For activities that meet these four criteria, this will be the only notice provided. Other activities, and those involving facilities that do not meet the four criteria noted above, are required to undergo a more detailed review, including the study of alternate locations. Subsequent public notices regarding such projects will be published, if necessary, as more specific information becomes available.

In many cases, an applicant may have started facility restoration before federal involvement. Even if the facility must undergo detailed review and analysis of alternate locations, FEMA will fund eligible restoration at the original location if: the facility is functionally dependent on its location within the floodplain (e.g., bridges and piers); the project facilitates an open-space use; or the facility is an integral part of a larger network that is impractical or uneconomical to relocate, such as a road. In such cases, FEMA must also examine the possible effects of not restoring the facility, explore opportunities to minimize floodplain/wetland impacts, and determine both that an overriding public need for the facility clearly outweighs the Executive Order requirements to avoid the floodplain/wetland, and that the site is the only practicable alternative. The State of Kansas and local officials will confirm to FEMA that proposed actions comply with all applicable state and local floodplain management and wetland protection requirements.

Presidential Executive Order 12898, Actions to Address Environmental Justice in Minority Populations and Low-Income Populations, directs each federal agency to avoid disproportionate and high adverse human health or environmental effects to low-income and minority populations. FEMA aims to identify low income and minority communities at the onset of a declared event to gain better understanding of how response and recovery efforts, including mitigation may impact such groups and communities. Additionally, once low income and minority communities have been identified, FEMA aims to minimize any potential adverse impacts to those communities through encouraging alternative selection of response and recovery actions including HMGP projects.

FEMA also intends to provide HMGP funding to the State of Missouri to mitigate future disaster damage. HMGP projects may include construction of new facilities; modification of existing, undamaged facilities; relocation of facilities out of floodplain/wetland;

demolition of structures; or other types of projects to mitigate future disaster damage. In the course of developing project proposals, subsequent public notices may be published as more specific information becomes available, if necessary.

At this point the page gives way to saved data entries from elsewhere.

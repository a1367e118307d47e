//! Partially specified versions and the bounds they imply.
//!
//! A partial version omits trailing components (`1.2`, `1.x`, `*`). It is
//! never stored as a resolved version; its only job is to derive the
//! inclusive and exclusive bound comparators that the range grammar is
//! built from.

use crate::comparator::{Operator, PrimitiveComparator};
use crate::error::{Error, Result};
use crate::version::{PreRelease, Version};
use std::fmt;
use std::str::FromStr;

/// A version with trailing components omitted.
///
/// Omission must be trailing-only: once a component is absent or a
/// wildcard, every more specific component must be too. A pre-release tag
/// is only allowed on a fully specified partial.
#[derive(Debug, Clone, PartialEq, Eq, Hash)]
pub struct PartialVersion {
    major: Option<u32>,
    minor: Option<u32>,
    micro: Option<u32>,
    pre_release: Option<PreRelease>,
}

impl PartialVersion {
    /// Create a partial version, validating trailing-only omission.
    pub fn new(
        major: Option<u32>,
        minor: Option<u32>,
        micro: Option<u32>,
        pre_release: Option<PreRelease>,
    ) -> Result<Self> {
        if (major.is_none() && (minor.is_some() || micro.is_some()))
            || (minor.is_none() && micro.is_some())
        {
            return Err(Error::version_format(
                "",
                "omitted components must be trailing",
            ));
        }
        if pre_release.is_some() && micro.is_none() {
            return Err(Error::version_format(
                "",
                "a pre-release tag requires all three numeric components",
            ));
        }
        Ok(Self {
            major,
            minor,
            micro,
            pre_release,
        })
    }

    /// The partial version with every component omitted.
    #[must_use]
    pub const fn unbounded() -> Self {
        Self {
            major: None,
            minor: None,
            micro: None,
            pre_release: None,
        }
    }

    /// Major component, if specified.
    #[must_use]
    pub const fn major(&self) -> Option<u32> {
        self.major
    }

    /// Minor component, if specified.
    #[must_use]
    pub const fn minor(&self) -> Option<u32> {
        self.minor
    }

    /// Micro component, if specified.
    #[must_use]
    pub const fn micro(&self) -> Option<u32> {
        self.micro
    }

    /// Pre-release tag, if specified.
    #[must_use]
    pub const fn pre_release(&self) -> Option<&PreRelease> {
        self.pre_release.as_ref()
    }

    /// Check whether no component is specified.
    #[must_use]
    pub const fn is_unbounded(&self) -> bool {
        self.major.is_none()
    }

    /// Check whether all three numeric components are specified.
    #[must_use]
    pub const fn is_fully_specified(&self) -> bool {
        self.micro.is_some()
    }

    /// The version obtained by zero-filling every omitted component and
    /// keeping the explicit pre-release tag.
    #[must_use]
    pub fn zero_filled(&self) -> Version {
        let version = Version::new(
            self.major.unwrap_or(0),
            self.minor.unwrap_or(0),
            self.micro.unwrap_or(0),
        );
        match &self.pre_release {
            Some(pre) => version.with_pre_release(pre.clone()),
            None => version,
        }
    }

    /// The inclusive lower bound: `>=` the zero-filled version.
    #[must_use]
    pub fn lower_bound(&self) -> PrimitiveComparator {
        PrimitiveComparator::new(Operator::GreaterEqual, self.zero_filled())
    }

    /// The upper bound implied by the specified components.
    ///
    /// `None` when fully unbounded; `<` the next bump of the last
    /// specified component when partial (`1.2` gives `< 1.3.0`); `<=` the
    /// exact version when fully specified.
    #[must_use]
    pub fn upper_bound(&self) -> Option<PrimitiveComparator> {
        let ceiling = match (self.major, self.minor, self.micro) {
            (None, _, _) => return None,
            (Some(major), None, _) => Version::new(major + 1, 0, 0),
            (Some(major), Some(minor), None) => Version::new(major, minor + 1, 0),
            (Some(_), Some(_), Some(_)) => {
                return Some(PrimitiveComparator::new(
                    Operator::LessEqual,
                    self.zero_filled(),
                ));
            }
        };
        Some(PrimitiveComparator::new(Operator::Less, ceiling))
    }

    /// The strict dual of [`Self::lower_bound`]: everything above the
    /// range this partial covers.
    ///
    /// `None` when fully unbounded (nothing lies above); `>=` the next
    /// bump of the last specified component when partial (`> 1.2` means
    /// `>= 1.3.0`); `>` the exact version when fully specified.
    #[must_use]
    pub fn lower_bound_exclusive(&self) -> Option<PrimitiveComparator> {
        let comparator = match (self.major, self.minor, self.micro) {
            (None, _, _) => return None,
            (Some(major), None, _) => {
                PrimitiveComparator::new(Operator::GreaterEqual, Version::new(major + 1, 0, 0))
            }
            (Some(major), Some(minor), None) => {
                PrimitiveComparator::new(Operator::GreaterEqual, Version::new(major, minor + 1, 0))
            }
            (Some(_), Some(_), Some(_)) => {
                PrimitiveComparator::new(Operator::Greater, self.zero_filled())
            }
        };
        Some(comparator)
    }

    /// The strict dual of [`Self::upper_bound`]: `<` the zero-filled
    /// version (`< 1.2` means `< 1.2.0`).
    #[must_use]
    pub fn upper_bound_exclusive(&self) -> PrimitiveComparator {
        PrimitiveComparator::new(Operator::Less, self.zero_filled())
    }
}

impl From<Version> for PartialVersion {
    fn from(version: Version) -> Self {
        // Build metadata is dropped; it has no bearing on bounds.
        Self {
            major: Some(version.major),
            minor: Some(version.minor),
            micro: Some(version.micro),
            pre_release: version.pre_release,
        }
    }
}

fn parse_partial_component(input: &str, source: &str) -> Result<Option<u32>> {
    match input {
        "*" | "x" | "X" => Ok(None),
        _ => {
            if input.is_empty() {
                return Err(Error::version_format(source, "empty version component"));
            }
            if !input.bytes().all(|b| b.is_ascii_digit()) {
                return Err(Error::version_format(
                    source,
                    format!("component `{input}` is not a number or wildcard"),
                ));
            }
            input
                .parse::<u32>()
                .map(Some)
                .map_err(|_| Error::version_format(source, format!("component `{input}` overflows")))
        }
    }
}

impl FromStr for PartialVersion {
    type Err = Error;

    fn from_str(s: &str) -> Result<Self> {
        let rest = s.strip_prefix('=').unwrap_or(s);
        let rest = rest.strip_prefix('v').unwrap_or(rest);
        if rest.is_empty() {
            return Ok(Self::unbounded());
        }

        let (rest, pre_release) = match rest.split_once('-') {
            Some((left, right)) => (left, Some(PreRelease::from_str(right)?)),
            None => (rest, None),
        };

        let parts: Vec<&str> = rest.split('.').collect();
        if parts.len() > 3 {
            return Err(Error::version_format(
                s,
                format!("expected at most 3 components, found {}", parts.len()),
            ));
        }
        let mut components = [None, None, None];
        for (slot, part) in components.iter_mut().zip(&parts) {
            *slot = parse_partial_component(part, s)?;
        }
        let [major, minor, micro] = components;

        if (major.is_none() && (minor.is_some() || micro.is_some()))
            || (minor.is_none() && micro.is_some())
        {
            return Err(Error::version_format(
                s,
                "wildcard components must be trailing",
            ));
        }
        if pre_release.is_some() && micro.is_none() {
            return Err(Error::version_format(
                s,
                "a pre-release tag requires all three numeric components",
            ));
        }

        Ok(Self {
            major,
            minor,
            micro,
            pre_release,
        })
    }
}

impl fmt::Display for PartialVersion {
    fn fmt(&self, f: &mut fmt::Formatter<'_>) -> fmt::Result {
        let Some(major) = self.major else {
            return f.write_str("*");
        };
        write!(f, "{major}")?;
        if let Some(minor) = self.minor {
            write!(f, ".{minor}")?;
        }
        if let Some(micro) = self.micro {
            write!(f, ".{micro}")?;
        }
        if let Some(ref pre) = self.pre_release {
            write!(f, "-{pre}")?;
        }
        Ok(())
    }
}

The National Historic Preservation Act requires that federal agencies take into account the effects of their undertakings on historic properties. Those actions or activities affecting buildings, structures, districts, or objects 50 years or older, or that affect archeological sites or undisturbed ground will require further review to determine if the property is eligible for listing in the National Register of Historic Places (Register).

If the property is determined to be eligible for the Register, and FEMA’s undertaking will adversely affect it, FEMA may provide additional notices if necessary. For historic properties not adversely affected by FEMA’s undertaking, this will be the only notice.

As noted, this may be the only notice regarding the above-described actions under the IA, PA, and HMGP programs. Interested persons may obtain information about these actions or a specific project by writing to Kate Stojsavljevic, Regional Environmental Officer, Federal Emergency Management Agency, Region 7, 11224 Holmes Road, Kansas City, MO 64131 or by emailing kate.stojsavljevic@fema.dhs.gov. Comments should be sent in writing within 15 days of the date of this notice.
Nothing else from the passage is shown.